Dalam ayat di atas, yang disebutkan adalah ahl al-qura (penduduk bumi)---- yang ini tentu menunjukkan bahwa keberkahan (baca: makmur/damai) suatu negara itu ditentukan oleh penduduknya. Dengan kata lain, sistem negara tidak menjadi patokan utama untuk meraih keberkahan itu. Asalkan penduduknya beriman, takwa dan meninggalkan keharaman, negara tersebut akan menjadi Baldatun Thayyibatun wa rabbun Ghafur. Dan dari ayat itu pula, tindakan preventif untuk mencegah terjadinya bencana suatu negeri, itu bisa dimulai dari penguatan spiritual pendukungnya; bukan malah langsung memaksakan pergantian sistem ketatanegaraan itu sendiri. Karena sistem tidak selamanya salah, tapi pelakunya lah yang acapkali menyalahgunakan nilai-nilai luhur sistem tersebut sehingga menjadi keliru nan fatal.

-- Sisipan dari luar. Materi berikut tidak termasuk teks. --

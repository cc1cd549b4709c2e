use super::PROFILE_PREFIX;
use crate::error::Result;
use crate::report::format_run_duration;
use crate::storage::{open_profile, query_summary};
use std::path::{Path, PathBuf};

/// Profile info extracted from a database file
pub struct ProfileInfo {
    pub path: PathBuf,
    pub workload: String,
    pub duration_ms: i64,
    pub calls: u64,
    pub created: String,
}

/// Find all profkit profile databases in a directory
pub fn find_profiles(dir: &Path) -> Result<Vec<ProfileInfo>> {
    let mut profiles = Vec::new();

    let entries = std::fs::read_dir(dir)?;
    for entry in entries.flatten() {
        let path = entry.path();
        if path.extension().map(|e| e == "db").unwrap_or(false) {
            // Check if filename matches profkit.*.db pattern
            if let Some(name) = path.file_name().and_then(|n| n.to_str())
                && name.starts_with(PROFILE_PREFIX)
                && let Ok(info) = get_profile_info(&path)
            {
                profiles.push(info);
            }
        }
    }

    // Most recent first
    profiles.sort_by(|a, b| b.created.cmp(&a.created));

    Ok(profiles)
}

/// Extract metadata from a profile database
fn get_profile_info(path: &Path) -> Result<ProfileInfo> {
    let conn = open_profile(path)?;
    let summary = query_summary(&conn)?;

    Ok(ProfileInfo {
        path: path.to_path_buf(),
        workload: summary.workload,
        duration_ms: summary.duration_ms.unwrap_or(0),
        calls: summary.total_calls,
        created: summary.start_time,
    })
}

/// Run the list command
pub fn run(dir: Option<&Path>) -> Result<()> {
    let search_dir = dir.unwrap_or_else(|| Path::new("."));
    let profiles = find_profiles(search_dir)?;

    if profiles.is_empty() {
        println!("No profkit profiles found in {}", search_dir.display());
        return Ok(());
    }

    println!(
        "{:<40} {:>12} {:>10} {:>10}",
        "FILE", "WORKLOAD", "DURATION", "CALLS"
    );
    println!("{}", "-".repeat(76));

    for profile in profiles {
        let filename = profile
            .path
            .file_name()
            .map(|n| n.to_string_lossy())
            .unwrap_or_default();

        println!(
            "{:<40} {:>12} {:>10} {:>10}",
            filename,
            profile.workload,
            format_run_duration(profile.duration_ms),
            profile.calls
        );
    }

    Ok(())
}

#[cfg(test)]
mod tests {
    use super::*;
    use crate::profile::Profiler;
    use std::time::Duration;

    #[test]
    fn test_find_profiles_filters_and_orders() {
        let dir = tempfile::tempdir().unwrap();
        let profiler = Profiler::new();
        profiler.call("x", || ());

        let first = dir.path().join("profkit.login.1.db");
        crate::commands::save_profile(&first, "login", &profiler, Duration::ZERO, &[]).unwrap();
        // start_time has sub-second precision; keep the two apart anyway
        std::thread::sleep(Duration::from_millis(10));
        let second = dir.path().join("profkit.encode.2.db");
        crate::commands::save_profile(&second, "encode", &profiler, Duration::ZERO, &[]).unwrap();

        // Ignored: wrong prefix, and right prefix but not a profile
        std::fs::write(dir.path().join("passwords.db"), b"").unwrap();
        std::fs::write(dir.path().join("profkit.junk.db"), b"not sqlite").unwrap();

        let profiles = find_profiles(dir.path()).unwrap();
        let names: Vec<&str> = profiles.iter().map(|p| p.workload.as_str()).collect();
        assert_eq!(names, ["encode", "login"]);
        assert_eq!(profiles[0].calls, 1);

        assert_eq!(profiles[0].path, second);
        run(Some(dir.path())).unwrap();
    }

    #[test]
    fn test_empty_dir() {
        let dir = tempfile::tempdir().unwrap();
        assert!(find_profiles(dir.path()).unwrap().is_empty());
        run(Some(dir.path())).unwrap();
    }
}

Kedua, pernyataan khatib yang menegaskan bahwa satu-satunya solusi untuk menepis ancaman bencana alam adalah dengan kembali kepada Allah dan kembali kepada syari'at Islam. Sebagaimana dalam Surat Al-Baqarah ayat 156 disebutkan;

الَّذِينَ إِذَا أَصَابَتْهُمْ مُصِيبَةٌ قَالُوا إِنَّا لِلَّهِ وَإِنَّا إِلَيْهِ رَاجِعُونَ

"(yaitu) orang-orang yang apabila ditimpa musibah, mereka mengucapkan inna lillahi wa inna ilaihi raji'un." (QS. al-Baqarah [2]: 156).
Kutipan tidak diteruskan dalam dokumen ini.